JetPlanesMeeting · 15/09/2019 13:24

Start getting your ducks in a row, get paperwork, see a solicitor and get out of this marriage.

If he wanted to change his behaviour he would have, do you see how often you have written he blames you for things? This is not the life you wanted so why are you still in it?

You do realise that there are plenty of really decent, caring, kind and thoughtful men out there who would treat you with respect, appreciate you, love and cherish you? By staying you are preventing yourself from feeling good about yourself, either single or possibly in a new relationship.

Dh and I have been married for 20 years, he shows me daily how much he loves me, small gestures that show someone that you care. That is what you are missing.

FuckYouChrisAndThatHorse · 15/09/2019 13:28

Put aside everything he says and look at his actions; words lie, actions tell the truth.

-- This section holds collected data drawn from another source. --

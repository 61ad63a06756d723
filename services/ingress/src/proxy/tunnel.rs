//! CONNECT tunneling through an upstream proxy.
//!
//! The upstream handshake happens before the client connection is taken
//! over, so a refused CONNECT can still be answered with a normal HTTP
//! error on the client's connection.

use std::net::SocketAddr;
use std::sync::atomic::{AtomicU64, Ordering};
use std::sync::Arc;
use std::time::Duration;

use bytes::{Bytes, BytesMut};
use tokio::io::{AsyncRead, AsyncReadExt, AsyncWrite, AsyncWriteExt};
use tokio::net::TcpStream;
use tokio::time::timeout;
use tracing::debug;

use crate::error::IngressError;

/// Largest upstream CONNECT reply header accepted.
const MAX_REPLY_HEADER: usize = 16 * 1024;

/// Buffer size of each copy loop.
const COPY_BUFFER_SIZE: usize = 8192;

/// Dial `upstream` and ask it to CONNECT to `target`.
///
/// Returns the upstream stream positioned after the reply header, plus any
/// tunnel bytes that arrived together with the header.
pub async fn open(
    upstream: SocketAddr,
    target: &str,
    connect_timeout: Duration,
) -> Result<(TcpStream, Bytes), IngressError> {
    let mut stream = match timeout(connect_timeout, TcpStream::connect(upstream)).await {
        Ok(Ok(stream)) => stream,
        Ok(Err(e)) => return Err(IngressError::UpstreamTransport(e.to_string())),
        Err(_) => {
            return Err(IngressError::UpstreamTransport(format!(
                "connect to {upstream} timed out"
            )))
        }
    };

    let request = format!("CONNECT {target} HTTP/1.1\r\nHost: {target}\r\n\r\n");
    stream
        .write_all(request.as_bytes())
        .await
        .map_err(|e| IngressError::UpstreamTransport(e.to_string()))?;

    let mut buf = BytesMut::with_capacity(1024);
    let header_end = match timeout(connect_timeout, read_reply_header(&mut stream, &mut buf)).await {
        Ok(result) => result?,
        Err(_) => {
            return Err(IngressError::UpstreamTransport(format!(
                "{upstream} did not answer CONNECT in time"
            )))
        }
    };

    let header = buf.split_to(header_end);
    let status_line = status_line(&header);
    if !is_success(&status_line) {
        return Err(IngressError::UpstreamRejectedConnect(status_line));
    }

    debug!(upstream = %upstream, target = %target, "Upstream accepted CONNECT");
    Ok((stream, buf.freeze()))
}

/// Read until the reply header is complete. Returns its length in `buf`.
async fn read_reply_header(
    stream: &mut TcpStream,
    buf: &mut BytesMut,
) -> Result<usize, IngressError> {
    loop {
        if let Some(pos) = find_header_end(&buf[..]) {
            return Ok(pos);
        }
        if buf.len() >= MAX_REPLY_HEADER {
            return Err(IngressError::UpstreamRejectedConnect(
                "reply header too large".to_string(),
            ));
        }
        let n = stream
            .read_buf(buf)
            .await
            .map_err(|e| IngressError::UpstreamTransport(e.to_string()))?;
        if n == 0 {
            return Err(IngressError::UpstreamTransport(
                "upstream closed before replying to CONNECT".to_string(),
            ));
        }
    }
}

/// Offset just past the blank line ending the header, if present.
fn find_header_end(buf: &[u8]) -> Option<usize> {
    buf.windows(4).position(|w| w == b"\r\n\r\n").map(|p| p + 4)
}

fn status_line(header: &[u8]) -> String {
    let line = header.split(|&b| b == b'\n').next().unwrap_or_default();
    String::from_utf8_lossy(line).trim_end().to_string()
}

fn is_success(status_line: &str) -> bool {
    let mut parts = status_line.split_whitespace();
    matches!(
        (parts.next(), parts.next()),
        (Some(version), Some("200")) if version.starts_with("HTTP/")
    )
}

/// Copy direction, for byte accounting.
#[derive(Debug, Clone, Copy)]
enum Direction {
    ClientToUpstream,
    UpstreamToClient,
}

/// Byte counters a tunnel reports into.
#[derive(Debug, Clone)]
pub struct TunnelCounters {
    pub to_upstream: Arc<AtomicU64>,
    pub from_upstream: Arc<AtomicU64>,
}

impl TunnelCounters {
    fn counter(&self, direction: Direction) -> &AtomicU64 {
        match direction {
            Direction::ClientToUpstream => &self.to_upstream,
            Direction::UpstreamToClient => &self.from_upstream,
        }
    }
}

/// Relay bytes between `client` and `upstream` until either side stops.
///
/// `leftover` is delivered to the client first. When one copy loop ends
/// the other is cancelled and both connections are closed. There is no
/// idle timeout.
pub async fn splice<C>(
    mut client: C,
    upstream: TcpStream,
    leftover: Bytes,
    counters: TunnelCounters,
) -> std::io::Result<()>
where
    C: AsyncRead + AsyncWrite + Unpin + Send + 'static,
{
    if !leftover.is_empty() {
        client.write_all(&leftover).await?;
        counters
            .counter(Direction::UpstreamToClient)
            .fetch_add(leftover.len() as u64, Ordering::Relaxed);
    }

    let (client_read, client_write) = tokio::io::split(client);
    let (upstream_read, upstream_write) = upstream.into_split();

    let mut up = tokio::spawn(pump(
        client_read,
        upstream_write,
        counters.clone(),
        Direction::ClientToUpstream,
    ));
    let mut down = tokio::spawn(pump(
        upstream_read,
        client_write,
        counters,
        Direction::UpstreamToClient,
    ));

    tokio::select! {
        _ = &mut up => down.abort(),
        _ = &mut down => up.abort(),
    }

    Ok(())
}

async fn pump<R, W>(mut reader: R, mut writer: W, counters: TunnelCounters, direction: Direction)
where
    R: AsyncRead + Unpin,
    W: AsyncWrite + Unpin,
{
    let mut buf = vec![0u8; COPY_BUFFER_SIZE];
    loop {
        match reader.read(&mut buf).await {
            Ok(0) => break,
            Ok(n) => {
                if writer.write_all(&buf[..n]).await.is_err() {
                    break;
                }
                counters
                    .counter(direction)
                    .fetch_add(n as u64, Ordering::Relaxed);
            }
            Err(e) => {
                debug!(?direction, error = %e, "Tunnel read error");
                break;
            }
        }
    }
    let _ = writer.shutdown().await;
}
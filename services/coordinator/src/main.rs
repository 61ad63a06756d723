//! proxy-v6 Coordinator
//!
//! Serves the registry API agents report to, and the ingress port clients
//! use as their HTTP proxy.

use std::sync::Arc;

use anyhow::{Context, Result};
use pv6_coordinator::{api, AppState, Config, StaleNodeSweeper};
use pv6_ingress::{Listener, ListenerConfig, LoadBalancer};
use tokio::sync::watch;
use tracing::{error, info, warn};
use tracing_subscriber::{layer::SubscriberExt, util::SubscriberInitExt, EnvFilter};

#[tokio::main]
async fn main() -> Result<()> {
    let config = Config::from_env()?;

    // Initialize tracing (prefer RUST_LOG, fallback to PV6_LOG_LEVEL)
    tracing_subscriber::registry()
        .with(EnvFilter::try_from_default_env().unwrap_or_else(|_| config.log_level.clone().into()))
        .with(tracing_subscriber::fmt::layer().json())
        .init();

    info!("Starting proxy-v6 coordinator");
    info!(
        listen_addr = %config.listen_addr,
        proxy_listen_addr = %config.proxy_listen_addr,
        stale_after_secs = config.stale_after.as_secs(),
        "Configuration loaded"
    );

    let balancer = Arc::new(LoadBalancer::with_timeout(config.health_timeout));

    let mut listener_config = ListenerConfig::new(config.proxy_listen_addr);
    listener_config.max_connections = config.max_connections;
    let listener = Listener::bind(listener_config, Arc::clone(&balancer))
        .await
        .with_context(|| format!("failed to bind ingress on {}", config.proxy_listen_addr))?;

    let state = AppState::new(Arc::clone(&balancer), listener.stats());

    // Create shutdown channel for graceful shutdown
    let (shutdown_tx, shutdown_rx) = watch::channel(false);

    let listener = Arc::new(listener);
    let ingress_handle = tokio::spawn({
        let shutdown_rx = shutdown_rx.clone();
        async move {
            if let Err(e) = listener.run(shutdown_rx).await {
                error!(error = %e, "Ingress listener failed");
            }
        }
    });

    let health_handle = tokio::spawn(
        Arc::clone(&balancer).run_health_checks(config.health_interval, shutdown_rx.clone()),
    );

    let sweeper = StaleNodeSweeper::new(state.clone(), config.sweep_interval, config.stale_after);
    let sweeper_handle = tokio::spawn({
        let shutdown_rx = shutdown_rx.clone();
        async move {
            sweeper.run(shutdown_rx).await;
        }
    });

    let app = api::create_router(state);
    let tcp = tokio::net::TcpListener::bind(config.listen_addr)
        .await
        .with_context(|| format!("failed to bind {}", config.listen_addr))?;
    info!(addr = %config.listen_addr, "Registry API listening");

    axum::serve(tcp, app)
        .with_graceful_shutdown(shutdown_signal())
        .await
        .context("registry API server error")?;

    info!("Shutting down background tasks");
    let _ = shutdown_tx.send(true);

    for (name, handle) in [
        ("ingress", ingress_handle),
        ("health checks", health_handle),
        ("sweeper", sweeper_handle),
    ] {
        if let Err(e) = handle.await {
            warn!(task = name, error = %e, "Background task ended abnormally");
        }
    }

    info!("Coordinator shutdown complete");
    Ok(())
}

async fn shutdown_signal() {
    if let Err(e) = tokio::signal::ctrl_c().await {
        warn!(error = %e, "Failed to listen for ctrl-c");
        std::future::pending::<()>().await;
    }
    info!("Received shutdown signal");
}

What do his actions tell you? Do they tell he has made meaningful and sustained change? Do they tell you that you feel valued now? Or do they tell you that he is actually waiting for you to change instead - for you to give in and go back to how it was?

He is a terrible father and husband. You deserve better. He’s telling you who he is in ever action. Believe his actions.

My XH kept me going with promises of change for five years. It never came. Don’t waste more time on him than you already have. I wish I had those five years back (and the rest), but I am so glad that I finally left when I did. Best decision I ever made.

RandomMess · 15/09/2019 14:50

Sounds like you need to end it, he will always blame you on any issues if you stay and you will always be walking on eggshells anyway...

user1480880826 · 15/09/2019 15:01

I would leave if I were you. The only good things you have to say about him are from when he was a teenager. People change a lot when they become adults.

He is responsible for your depression. You need to consider how your depression and weight gain will be negatively affecting your children.

carly2803 · 15/09/2019 15:19

leave. life is too short. he sounds like hes checked out.

give yourself permission to leave and get some real life support

CIareIsland · 15/09/2019 15:21

Currently your DCs are in a grim situation which neither parent fully emotionally present. This will do them significant long term harm.

Their “D”F is an addict which means he is totally selfish consumed with his habit. He has been a neglectful husband and father. His long term weed habit is having a deteriorating impact on his MH and ability to relate to his children and engage in family life. Your DCs can see and feel this. They will know that he doesn’t think they are worthy of his time, care, effort, love.

Because of this their DM is carrying the mental, emotional and physical load of 2 parents alone. She is also worried about him and what to do next. This leaves her exhausted, frustrated, unfulfilled and depressed. He is draining you. He has eroded your MH. This also takes away from your DCs as you don’t have enough emotional resources left to give them your best.

Even if he gave up his weed, the long term nature of his habit will have done permanent negative changes to his brain and personality.

Please look to your DC. Decide that they need a better life than this. He will never deliver and he presence is severely impacting your ability to give them the best.

Your depression is because you live with an addict. Your natural gut reaction of anger, regret and contempt is correct. He has let you all down.

If you send this deadweight drain packing, your energy will return, your depression lift and your children will flourish. They need this opportunity to turn around the damage that has already been done.

HollowTalk · 15/09/2019 15:32

OP, have you heard of the sunk costs fallacy, where people stay with a useless partner simply because they've already spent so much time with them?

You have one life. You can either spend it with this waste of space or you can give yourself the chance to have a new life without him.

Be aware that this kind of man will quickly latch on to someone else but before long her life will resemble the one you're living now, so don't waste time being jealous.